### SUPPLIED DATA

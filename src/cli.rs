// CLI definitions using clap

use clap::{Parser, Subcommand};
use std::path::PathBuf;

#[derive(Parser)]
#[command(name = "k65d")]
#[command(author, version, about = "Corsair K65 Plus lighting daemon")]
#[command(propagate_version = true)]
pub struct Cli {
    /// Config file path (default: ~/.config/k65d/config.toml)
    #[arg(short, long, global = true)]
    pub config: Option<PathBuf>,

    /// Log level (error, warn, info, debug, trace), overrides the config file
    #[arg(long, global = true)]
    pub log_level: Option<String>,

    /// Select a keyboard by serial number
    #[arg(short, long, global = true)]
    pub serial: Option<String>,

    #[command(subcommand)]
    pub command: Option<Commands>,
}

#[derive(Subcommand)]
pub enum Commands {
    /// Take control of the keyboard lighting until interrupted
    #[command(visible_alias = "r")]
    Run,

    /// List connected keyboards
    #[command(visible_aliases = ["ls", "l"])]
    List {
        /// Print as JSON
        #[arg(long)]
        json: bool,
    },

    /// List effects supported by the keyboard model
    #[command(visible_alias = "e")]
    Effects {
        /// Model to list for instead of the configured one
        #[arg(short, long)]
        model: Option<String>,
    },

    /// Show identity and firmware version
    #[command(visible_aliases = ["version", "i"])]
    Info,

    /// Write a config file with all defaults
    InitConfig {
        /// Replace an existing file
        #[arg(long)]
        force: bool,
    },
}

######

## WHAT THE TASK REQUIRES
Return, exactly as they stand, the lines from the start of the records above through the line with "pub struct Cli", both ends included, and no other lines.

## PROBLEM SOLUTION
filename src/cli.rs
// CLI definitions using clap

use clap::{Parser, Subcommand};
use std::path::PathBuf;

#[derive(Parser)]
#[command(name = "k65d")]
#[command(author, version, about = "Corsair K65 Plus lighting daemon")]
#[command(propagate_version = true)]
pub struct Cli {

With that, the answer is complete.